Use structured data normally. FAQPage schema, Article schema, and local business schema help with rich results. They do not get special AI treatment, but they remain valuable for overall search visibility.
Think in subtopics, not keywords. Google's query fan-out means covering a topic thoroughly across multiple angles gives you more chances to appear. Write the main article, then the FAQ, then the case study, then the comparison, then the data analysis.
What This Means For Our Content Strategy at Flowtivity
We have been following many of these principles already. Our benchmark posts with original data (like our DGX Spark tests) are exactly the kind of non-commodity content Google is talking about. Nobody else has tested Atlas at 1M context on a DGX Spark and published the results.
Going forward, we are doubling down on original data and first-hand experience. Every piece of content we publish will answer the question: "What does Flowtivity know that nobody else does?"
Frequently Asked Questions
What is Google's AI optimisation guide?
Google published an official guide on May 15, 2026 called "Optimizing your website for generative AI features on Google Search." It provides the first consolidated, formal documentation on how to appear in AI Overviews and AI Mode. The guide emphasises non-commodity content, debunks common AEO/GEO tactics, and confirms that standard SEO best practices remain the foundation.
Do I need llms.txt for Google AI search?
No. Google explicitly says you do not need to create llms.txt files, special AI text files, or unique markup for generative AI search. Google may discover many file types, but they do not receive special treatment for AI features.

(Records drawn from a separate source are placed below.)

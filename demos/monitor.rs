//! Connection monitor.
//!
//! Connects, prints every notification, fetches the given parameters and
//! their metadata, and lists the server's languages.
//!
//! Run with: cargo run --example monitor -- --host 192.168.4.1 17 42

mod common;

use std::sync::Arc;
use std::time::Duration;

use vpca_client::{Client, Event, HookEvent, HookTarget, Message, Notification, Result};

#[tokio::main]
async fn main() -> Result<()> {
    let args = common::Args::parse();
    common::init_logging(args.debug);

    let client = Client::builder().host(&args.host).tls(args.tls).connect()?;

    let mut notifications = client.notifications();
    tokio::spawn(async move {
        while let Ok(notification) = notifications.recv().await {
            match notification {
                Notification::ConnectionClosed(info) => {
                    println!("[closed] code={:?} reason={}", info.code, info.reason);
                }
                other => println!("[notify] {other:?}"),
            }
        }
    });

    client.add_hook(
        HookTarget::from(HookEvent::Error),
        Arc::new(|event: &Event<'_>| {
            if let Event::Error(reason) = event {
                eprintln!("[error] {reason}");
            }
        }),
    )?;

    client.wait_open(Duration::from_secs(10)).await?;
    println!("Connected to {}", args.host);

    client.request_languages(Arc::new(|message: &Message| {
        println!("[languages] {}", message.payload());
    }))?;

    for &id in &args.parameters {
        client.register_listener(
            id,
            Arc::new(move |message: &Message| {
                println!("[value {id}] {}", message.payload());
            }),
        )?;
        client.refresh(id)?;
        client.request_metadata(
            id,
            Arc::new(move |message: &Message| {
                println!("[meta {id}] {}", message.payload());
            }),
        )?;
    }

    common::wait_for_exit(args.no_wait).await;
    client.shutdown();
    Ok(())
}
//! Listener registries.
//!
//! A [`Registry`] holds `(handle, key, listener)` entries in registration
//! order. Persistent registries keep entries until they are deregistered;
//! one-shot registries hand matched entries out with
//! [`take_matching`](Registry::take_matching) or [`take_all`](Registry::take_all).

// ============================================================================
// Imports
// ============================================================================

use std::fmt;
use std::sync::Arc;

use crate::identifiers::ListenerId;
use crate::protocol::Message;

// ============================================================================
// Types
// ============================================================================

/// Callback invoked with a routed message.
pub type Listener = Arc<dyn Fn(&Message) + Send + Sync>;

/// One registration.
struct Entry<K> {
    id: ListenerId,
    key: K,
    listener: Listener,
}

// ============================================================================
// Registry
// ============================================================================

/// Ordered listener entries keyed by `K`.
///
/// Duplicate keys are allowed; every match is returned in registration
/// order.
pub struct Registry<K> {
    entries: Vec<Entry<K>>,
}

impl<K> Default for Registry<K> {
    fn default() -> Self {
        Self {
            entries: Vec::new(),
        }
    }
}

impl<K: fmt::Debug> fmt::Debug for Registry<K> {
    fn fmt(&self, f: &mut fmt::Formatter<'_>) -> fmt::Result {
        f.debug_list()
            .entries(self.entries.iter().map(|e| (e.id, &e.key)))
            .finish()
    }
}

impl<K> Registry<K> {
    /// Appends an entry.
    pub fn register(&mut self, id: ListenerId, key: K, listener: Listener) {
        self.entries.push(Entry { id, key, listener });
    }

    /// Removes the entry with handle `id`.
    pub fn remove(&mut self, id: ListenerId) -> bool {
        let before = self.entries.len();
        self.entries.retain(|entry| entry.id != id);
        self.entries.len() != before
    }

    /// Removes every entry whose key satisfies `matches` and whose listener is
    /// the same allocation as `listener`.
    ///
    /// Returns the number of removed entries.
    pub fn remove_matching(
        &mut self,
        mut matches: impl FnMut(&K) -> bool,
        listener: &Listener,
    ) -> usize {
        let before = self.entries.len();
        self.entries
            .retain(|entry| !(matches(&entry.key) && Arc::ptr_eq(&entry.listener, listener)));
        before - self.entries.len()
    }

    /// Returns `true` if an entry with `key` and the same `listener` exists.
    pub fn contains(&self, mut matches: impl FnMut(&K) -> bool, listener: &Listener) -> bool {
        self.entries
            .iter()
            .any(|entry| matches(&entry.key) && Arc::ptr_eq(&entry.listener, listener))
    }

    /// Returns the listeners of every matching entry, in order.
    pub fn matching(&self, mut matches: impl FnMut(&K) -> bool) -> Vec<Listener> {
        self.entries
            .iter()
            .filter(|entry| matches(&entry.key))
            .map(|entry| Arc::clone(&entry.listener))
            .collect()
    }

    /// Removes every matching entry and returns their listeners, in order.
    pub fn take_matching(&mut self, mut matches: impl FnMut(&K) -> bool) -> Vec<Listener> {
        let mut taken = Vec::new();
        self.entries.retain(|entry| {
            if matches(&entry.key) {
                taken.push(Arc::clone(&entry.listener));
                false
            } else {
                true
            }
        });
        taken
    }

    /// Removes every entry and returns their listeners, in order.
    pub fn take_all(&mut self) -> Vec<Listener> {
        self.entries.drain(..).map(|entry| entry.listener).collect()
    }

    /// Returns the number of entries.
    #[inline]
    #[must_use]
    pub fn len(&self) -> usize {
        self.entries.len()
    }

    /// Returns `true` if the registry is empty.
    #[inline]
    #[must_use]
    pub fn is_empty(&self) -> bool {
        self.entries.is_empty()
    }
}

// ============================================================================
// Tests
// ============================================================================
//! Inbound messages.
//!
//! A [`Message`] is one decoded frame. Its kind is taken from the first
//! top-level key once, at decode time; routing code matches on
//! [`Message::kind`] instead of re-inspecting the JSON.
//!
//! # Shapes
//!
//! | Kind | Example |
//! |------|---------|
//! | `MGP` | `{"MGP": {"MGPID": 17, "MGPLabel": "rpm", "ParamVal": "812"}}` |
//! | `MGPM` | `{"MGPM": {"MGPMID": 17, "MGPMName": "rpm", "UnitsStr": "1/min"}}` |
//! | `MGPG` | `{"MGPG": "dash", "Values": [{"MGP": {...}}, ...]}` |
//! | `MGPMG` | `{"MGPMG": "dash", "Values": [{"MGPM": {...}}, ...]}` |
//! | `MPUSHP` | `{"MPUSHP": {"MPUSHPID": "17"}}` |

// ============================================================================
// Imports
// ============================================================================

use serde_json::{Map, Value};

use crate::error::{Error, Result};
use crate::identifiers::Key;

use super::kind::ResponseKind;

// ============================================================================
// Message
// ============================================================================

/// A decoded inbound frame.
#[derive(Debug, Clone, PartialEq)]
pub struct Message {
    /// Known kind, or `None` for tags this client does not route.
    kind: Option<ResponseKind>,
    /// First top-level key.
    tag: String,
    /// The whole decoded object.
    body: Map<String, Value>,
}

impl Message {
    /// Decodes one frame.
    ///
    /// # Errors
    ///
    /// Returns [`Error::Decode`] if the frame is not JSON or not a non-empty
    /// object.
    pub fn decode(frame: &str) -> Result<Self> {
        let value: Value =
            serde_json::from_str(frame).map_err(|e| Error::decode(e.to_string(), frame))?;

        let Value::Object(body) = value else {
            return Err(Error::decode("frame is not a JSON object", frame));
        };

        let Some(tag) = body.keys().next().cloned() else {
            return Err(Error::decode("frame has no kind tag", frame));
        };

        Ok(Self {
            kind: tag.parse().ok(),
            tag,
            body,
        })
    }

    /// Returns the response kind, if the tag is known.
    #[inline]
    #[must_use]
    pub fn kind(&self) -> Option<ResponseKind> {
        self.kind
    }

    /// Returns `true` if this message is of `kind`.
    #[inline]
    #[must_use]
    pub fn is(&self, kind: ResponseKind) -> bool {
        self.kind == Some(kind)
    }

    /// Returns the kind tag.
    #[inline]
    #[must_use]
    pub fn tag(&self) -> &str {
        &self.tag
    }

    /// Returns the value stored under the kind tag.
    #[must_use]
    pub fn payload(&self) -> &Value {
        self.body.get(&self.tag).unwrap_or(&Value::Null)
    }

    /// Returns a top-level field other than the tag (e.g. `Values`).
    #[inline]
    #[must_use]
    pub fn field(&self, name: &str) -> Option<&Value> {
        self.body.get(name)
    }

    /// Returns the whole decoded object.
    #[inline]
    #[must_use]
    pub fn body(&self) -> &Map<String, Value> {
        &self.body
    }

    /// Returns the `Values` array of group messages.
    #[must_use]
    pub fn values(&self) -> &[Value] {
        self.field("Values")
            .and_then(Value::as_array)
            .map_or(&[], Vec::as_slice)
    }

    /// Returns `true` if `key` matches the object this message is about.
    ///
    /// Parameter messages match by numeric id or by name; either is enough.
    /// Group messages (`MGPG`, `MGPMG`, `MPUSHG`) match the group id carried
    /// under the tag.
    #[must_use]
    pub fn concerns(&self, key: &Key) -> bool {
        let payload = self.payload();
        match self.kind {
            Some(ResponseKind::ParameterValue) => {
                key.matches_any(payload.get("MGPID"), payload.get("MGPLabel"))
            }
            Some(ResponseKind::ParameterMetadata) => {
                key.matches_any(payload.get("MGPMID"), payload.get("MGPMName"))
            }
            Some(ResponseKind::PushAck) => key.matches_any(payload.get("MPUSHPID"), None),
            Some(
                ResponseKind::GroupValues
                | ResponseKind::GroupMetadata
                | ResponseKind::GroupPushAck,
            ) => key.matches(payload),
            _ => false,
        }
    }

    /// Returns `true` if the group entries carry values (`MGP`).
    #[must_use]
    pub fn has_group_values(&self) -> bool {
        self.first_value_has("MGP")
    }

    /// Returns `true` if the group entries carry metadata (`MGPM`).
    #[must_use]
    pub fn has_group_metadata(&self) -> bool {
        self.first_value_has("MGPM")
    }

    fn first_value_has(&self, tag: &str) -> bool {
        self.values()
            .first()
            .and_then(|entry| entry.get(tag))
            .is_some()
    }
}

// ============================================================================
// Tests
// ============================================================================
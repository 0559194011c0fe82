//! Client handle and WebSocket event loop.
//!
//! [`Client`] is a cheap, cloneable handle. Every method posts a command to
//! a single event loop task that owns the [`Engine`] and the WebSocket, so
//! nothing ever blocks on the connection and every outbound message goes
//! through the engine's scheduler.
//!
//! # Event Loop
//!
//! The spawned task selects over:
//!
//! - Commands from client handles
//! - Inbound WebSocket messages (while a socket exists)
//! - The engine's next timer deadline
//!
//! After each wake-up it performs the engine's [`Action`]s and publishes
//! state changes and [`Notification`]s.

// ============================================================================
// Imports
// ============================================================================

use std::future::pending;
use std::sync::Arc;
use std::time::Duration;

use futures_util::{SinkExt, StreamExt};
use parking_lot::RwLock;
use tokio::net::TcpStream;
use tokio::sync::{broadcast, mpsc};
use tokio::time::{sleep_until, timeout};
use tokio_tungstenite::tungstenite::{Error as WsError, Message as WsMessage};
use tokio_tungstenite::{MaybeTlsStream, WebSocketStream, connect_async};
use tracing::{debug, info, trace, warn};
use url::Url;

use crate::engine::{
    Action, CloseInfo, ConnectionState, Engine, EngineOptions, Hook, HookTarget, Listener,
    Notification, PushSynchronizer, TokioClock,
};
use crate::error::{Error, Result};
use crate::identifiers::{HookId, IdSource, Key, ListenerId, SubscriptionId};
use crate::protocol::{PushRates, Request};

// ============================================================================
// Constants
// ============================================================================

/// Buffered notifications per subscriber before the oldest are dropped.
const NOTIFICATION_CAPACITY: usize = 64;

/// Close code sent on an intentional disconnect.
const NORMAL_CLOSE: u16 = 1000;

// ============================================================================
// Types
// ============================================================================

type WsStream = WebSocketStream<MaybeTlsStream<TcpStream>>;

/// Deferred engine operation.
type EngineTask = Box<dyn FnOnce(&mut Engine) + Send>;

// ============================================================================
// ClientCommand
// ============================================================================

/// Internal commands for the event loop.
enum ClientCommand {
    /// Send a request through the scheduler.
    Send(Request),
    /// Run an operation against the engine.
    Run(EngineTask),
    /// Open the connection.
    Open,
    /// Close the connection without reconnecting.
    Close,
    /// Close and stop the event loop.
    Shutdown,
}

// ============================================================================
// Client
// ============================================================================

/// Handle to a VPCA connection.
///
/// Methods return immediately; registration handles are allocated up front
/// and the registration itself is applied by the event loop in call order.
///
/// # Errors
///
/// Every method that posts a command returns [`Error::ConnectionClosed`]
/// once the event loop has shut down.
#[derive(Clone)]
pub struct Client {
    /// Channel for sending commands to the event loop.
    command_tx: mpsc::UnboundedSender<ClientCommand>,
    /// Handle allocator shared with the engine.
    ids: Arc<IdSource>,
    /// Last published connection state.
    state: Arc<RwLock<ConnectionState>>,
    /// Notification fan-out.
    notifications: broadcast::Sender<Notification>,
}

impl std::fmt::Debug for Client {
    fn fmt(&self, f: &mut std::fmt::Formatter<'_>) -> std::fmt::Result {
        f.debug_struct("Client")
            .field("state", &self.state())
            .finish_non_exhaustive()
    }
}

impl Client {
    /// Spawns the event loop for `endpoint`.
    ///
    /// The connection is not opened until [`open`](Self::open) is called.
    pub(crate) fn spawn(endpoint: Url, options: EngineOptions) -> Self {
        let ids = Arc::new(IdSource::new());
        let engine = Engine::new(options)
            .with_clock(Arc::new(TokioClock))
            .with_ids(Arc::clone(&ids));

        let (command_tx, command_rx) = mpsc::unbounded_channel();
        let state = Arc::new(RwLock::new(ConnectionState::Closed));
        let (notifications, _) = broadcast::channel(NOTIFICATION_CAPACITY);

        let event_loop = EventLoop {
            endpoint,
            engine,
            socket: None,
            state: Arc::clone(&state),
            notifications: notifications.clone(),
        };
        tokio::spawn(event_loop.run(command_rx));

        Self {
            command_tx,
            ids,
            state,
            notifications,
        }
    }

    fn post(&self, command: ClientCommand) -> Result<()> {
        self.command_tx
            .send(command)
            .map_err(|_| Error::ConnectionClosed)
    }

    fn run(&self, task: impl FnOnce(&mut Engine) + Send + 'static) -> Result<()> {
        self.post(ClientCommand::Run(Box::new(task)))
    }
}

// ============================================================================
// Client - Connection
// ============================================================================

impl Client {
    /// Returns the last published connection state.
    #[inline]
    #[must_use]
    pub fn state(&self) -> ConnectionState {
        *self.state.read()
    }

    /// Subscribes to notifications.
    #[must_use]
    pub fn notifications(&self) -> broadcast::Receiver<Notification> {
        self.notifications.subscribe()
    }

    /// Opens the connection, reconnecting automatically on unintentional
    /// closes.
    pub fn open(&self) -> Result<()> {
        self.post(ClientCommand::Open)
    }

    /// Closes the connection without reconnecting.
    pub fn close(&self) -> Result<()> {
        self.post(ClientCommand::Close)
    }

    /// Closes the connection and stops the event loop.
    ///
    /// Every handle fails with [`Error::ConnectionClosed`] afterwards.
    pub fn shutdown(&self) {
        let _ = self.command_tx.send(ClientCommand::Shutdown);
    }

    /// Waits until the connection is open.
    ///
    /// # Errors
    ///
    /// - [`Error::Connection`] if `wait` elapses or reconnects are exhausted
    /// - [`Error::ConnectionClosed`] if the event loop stopped
    pub async fn wait_open(&self, wait: Duration) -> Result<()> {
        let mut notifications = self.notifications();
        if self.state() == ConnectionState::Open {
            return Ok(());
        }

        let opened = async {
            loop {
                match notifications.recv().await {
                    Ok(Notification::ConnectionOpened) => return Ok(()),
                    Ok(Notification::ReconnectExhausted { attempts }) => {
                        return Err(Error::connection(format!(
                            "gave up after {attempts} reconnect attempts"
                        )));
                    }
                    Ok(_) | Err(broadcast::error::RecvError::Lagged(_)) => {
                        if self.state() == ConnectionState::Open {
                            return Ok(());
                        }
                    }
                    Err(broadcast::error::RecvError::Closed) => {
                        return Err(Error::ConnectionClosed);
                    }
                }
            }
        };

        timeout(wait, opened).await.map_err(|_| {
            Error::connection(format!("not open after {}ms", wait.as_millis()))
        })?
    }
}
//! Newline-delimited frame reassembly.
//!
//! The transport may deliver several frames in one chunk, or split a frame
//! across chunks. [`FrameAssembler`] buffers input and yields every complete
//! `\n`-terminated frame, decoded. After each [`feed`](FrameAssembler::feed)
//! the buffer holds at most one unterminated trailing fragment.

// ============================================================================
// Imports
// ============================================================================

use tracing::{trace, warn};

use super::message::Message;

// ============================================================================
// Constants
// ============================================================================

/// Frame delimiter.
pub const DELIMITER: char = '\n';

// ============================================================================
// FrameAssembler
// ============================================================================

/// Accumulates raw text and extracts decoded frames.
#[derive(Debug, Default)]
pub struct FrameAssembler {
    /// Unterminated trailing fragment.
    buffer: String,
    /// Frames that failed to decode since creation.
    decode_failures: u64,
}

impl FrameAssembler {
    /// Creates an empty assembler.
    #[inline]
    #[must_use]
    pub const fn new() -> Self {
        Self {
            buffer: String::new(),
            decode_failures: 0,
        }
    }

    /// Appends a chunk and returns every message completed by it.
    ///
    /// Frames that fail to decode are logged and skipped; the frames after
    /// them are still extracted. Blank frames are ignored.
    pub fn feed(&mut self, chunk: &str) -> Vec<Message> {
        self.buffer.push_str(chunk);

        let Some(end) = self.buffer.rfind(DELIMITER) else {
            return Vec::new();
        };

        let complete: String = self.buffer.drain(..=end).collect();
        let mut messages = Vec::new();

        for frame in complete.split(DELIMITER) {
            let frame = frame.trim_end_matches('\r');
            if frame.trim().is_empty() {
                continue;
            }

            match Message::decode(frame) {
                Ok(message) => {
                    trace!(kind = message.tag(), "Frame decoded");
                    messages.push(message);
                }
                Err(e) => {
                    self.decode_failures += 1;
                    warn!(error = %e, "Skipping undecodable frame");
                }
            }
        }

        messages
    }

    /// Returns the buffered partial fragment.
    #[inline]
    #[must_use]
    pub fn pending(&self) -> &str {
        &self.buffer
    }

    /// Returns the number of frames skipped because they failed to decode.
    #[inline]
    #[must_use]
    pub const fn decode_failures(&self) -> u64 {
        self.decode_failures
    }

    /// Drops any buffered fragment.
    ///
    /// Called when the transport closes; a fragment never continues on a new
    /// connection.
    pub fn reset(&mut self) {
        if !self.buffer.is_empty() {
            trace!(len = self.buffer.len(), "Discarding partial frame");
        }
        self.buffer.clear();
    }
}

// ============================================================================
// Tests
// ============================================================================

#[cfg(test)]
mod tests {
    use super::*;

    use proptest::prelude::*;

    use crate::protocol::ResponseKind;

    #[test]
    fn test_single_complete_frame() {
        let mut assembler = FrameAssembler::new();
        let messages = assembler.feed("{\"MGP\":{\"MGPID\":1}}\n");
        assert_eq!(messages.len(), 1);
        assert_eq!(messages[0].kind(), Some(ResponseKind::ParameterValue));
        assert!(assembler.pending().is_empty());
    }

    #[test]
    fn test_partial_frame_is_retained() {
        let mut assembler = FrameAssembler::new();
        assert!(assembler.feed("{\"MGP\":{\"MG").is_empty());
        assert_eq!(assembler.pending(), "{\"MGP\":{\"MG");

        let messages = assembler.feed("PID\":1}}\n{\"MLOG\"");
        assert_eq!(messages.len(), 1);
        assert_eq!(assembler.pending(), "{\"MLOG\"");

        let messages = assembler.feed(":\"1\"}\n");
        assert_eq!(messages.len(), 1);
        assert_eq!(messages[0].tag(), "MLOG");
        assert!(assembler.pending().is_empty());
    }

    #[test]
    fn test_multiple_frames_in_one_chunk() {
        let mut assembler = FrameAssembler::new();
        let messages = assembler.feed("{\"MGP\":{}}\n{\"MGPM\":{}}\n{\"MLOG\":\"1\"}\n");
        let tags: Vec<&str> = messages.iter().map(Message::tag).collect();
        assert_eq!(tags, vec!["MGP", "MGPM", "MLOG"]);
    }

    #[test]
    fn test_decode_failure_does_not_abort_extraction() {
        let mut assembler = FrameAssembler::new();
        let messages = assembler.feed("{\"MGP\":{}}\n{broken\n{\"MLOG\":\"1\"}\n{\"MSP\"");
        let tags: Vec<&str> = messages.iter().map(Message::tag).collect();
        assert_eq!(tags, vec!["MGP", "MLOG"]);
        assert_eq!(assembler.decode_failures(), 1);
        assert_eq!(assembler.pending(), "{\"MSP\"");
    }

    #[test]
    fn test_blank_and_crlf_frames() {
        let mut assembler = FrameAssembler::new();
        let messages = assembler.feed("\n\r\n{\"MGP\":{}}\r\n  \n");
        assert_eq!(messages.len(), 1);
        assert_eq!(assembler.decode_failures(), 0);
    }

    #[test]
    fn test_reset_discards_fragment() {
        let mut assembler = FrameAssembler::new();
        assembler.feed("{\"MGP\"");
        assembler.reset();
        assert!(assembler.pending().is_empty());

        let messages = assembler.feed("{\"MLOG\":\"1\"}\n");
        assert_eq!(messages.len(), 1);
    }

    fn frame_strategy() -> impl Strategy<Value = String> {
        prop_oneof![
            (0u32..500).prop_map(|id| format!("{{\"MGP\":{{\"MGPID\":{id},\"ParamVal\":\"v{id}\"}}}}")),
            "[a-z]{1,8}".prop_map(|name| format!("{{\"MGPG\":\"{name}\",\"Values\":[]}}")),
            Just("{\"MLOG\":\"1\"}".to_string()),
            Just("{garbage".to_string()),
        ]
    }

    proptest! {
        #[test]
        fn prop_reassembly_is_chunk_boundary_independent(
            frames in prop::collection::vec(frame_strategy(), 0..20),
            cuts in prop::collection::vec(any::<prop::sample::Index>(), 0..12),
        ) {
            let stream: String = frames.iter().map(|f| format!("{f}\n")).collect();

            let mut whole = FrameAssembler::new();
            let expected = whole.feed(&stream);

            let mut points: Vec<usize> = cuts.iter().map(|i| i.index(stream.len() + 1)).collect();
            points.sort_unstable();
            points.dedup();

            let mut chunked = FrameAssembler::new();
            let mut actual = Vec::new();
            let mut start = 0;
            for point in points.into_iter().chain(std::iter::once(stream.len())) {
                actual.extend(chunked.feed(&stream[start..point]));
                start = point;
            }

            prop_assert_eq!(actual, expected);
            prop_assert_eq!(chunked.decode_failures(), whole.decode_failures());
            prop_assert!(chunked.pending().is_empty());
        }
    }
}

Should I chunk my content for AI search?
No. Google says its systems understand multiple topics on a single page and can show the relevant piece to users. Google engineers have specifically recommended against breaking content into small pieces. Write naturally with comprehensive coverage on each page.
What is non-commodity content?
Non-commodity content provides unique insight that cannot be found on dozens of other websites. It comes from real experience, original research, or unique data. Google contrasts it with commodity content like "7 Tips for First-Time Homebuyers" (generic) versus "Why We Waived the Inspection and Saved Money" (unique, experience-based).
What is query fan-out?
Query fan-out is a technique Google's AI uses to issue multiple related searches across subtopics when responding to a user query. This means a single question can surface links from many different pages. Covering a topic thoroughly across related subtopics gives you more chances to appear in AI responses.
Does Google's AI guide apply to ChatGPT and Perplexity?
Google's guidance applies to Google AI features only (AI Overviews and AI Mode). ChatGPT uses Bing and values authority differently. Perplexity weights recency more heavily. Claude uses Brave Search. Each platform has its own weighting, but Google's emphasis on unique, helpful content aligns with what all AI platforms value.